Working from the records beneath this line, reproduce each one exactly.

(Dataset entries)

========================================================================

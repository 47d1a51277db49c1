use serde::{Deserialize, Serialize};

pub const DEFAULT_STOP_AT: u64 = 9;
pub const DEFAULT_MAX_TERMS: usize = 10_000;
pub const DEFAULT_MAX_OUTPUT_BYTES: usize = 1_000_000;

/// Knobs shared by every engine entry point.
#[derive(Debug, Clone, Copy, PartialEq, Eq, Serialize, Deserialize)]
#[serde(default)]
pub struct EngineOptions {
    /// Reduction stops once an intermediate sum is at or below this value.
    pub stop_at: u64,
    /// Upper bound on the values a single range expansion may emit.
    pub max_terms: usize,
    /// Upper bound on the summed length of the values a single range
    /// expansion may emit. Terms grow under `*`, so `max_terms` alone does
    /// not bound the work.
    pub max_output_bytes: usize,
}

impl Default for EngineOptions {
    fn default() -> Self {
        Self {
            stop_at: DEFAULT_STOP_AT,
            max_terms: DEFAULT_MAX_TERMS,
            max_output_bytes: DEFAULT_MAX_OUTPUT_BYTES,
        }
    }
}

========================================================================

● Answer space
repository 47d1a51277db49c1
use serde::{Deserialize, Serialize};

pub const DEFAULT_STOP_AT: u64 = 9;
pub const DEFAULT_MAX_TERMS: usize = 10_000;
pub const DEFAULT_MAX_OUTPUT_BYTES: usize = 1_000_000;

/// Knobs shared by every engine entry point.
#[derive(Debug, Clone, Copy, PartialEq, Eq, Serialize, Deserialize)]
#[serde(default)]
pub struct EngineOptions {
    /// Reduction stops once an intermediate sum is at or below this value.
    pub stop_at: u64,
    /// Upper bound on the values a single range expansion may emit.
    pub max_terms: usize,
    /// Upper bound on the summed length of the values a single range
    /// expansion may emit. Terms grow under `*`, so `max_terms` alone does
    /// not bound the work.
    pub max_output_bytes: usize,
}

impl Default for EngineOptions {
    fn default() -> Self {
        Self {
            stop_at: DEFAULT_STOP_AT,
            max_terms: DEFAULT_MAX_TERMS,
            max_output_bytes: DEFAULT_MAX_OUTPUT_BYTES,
        }
    }
}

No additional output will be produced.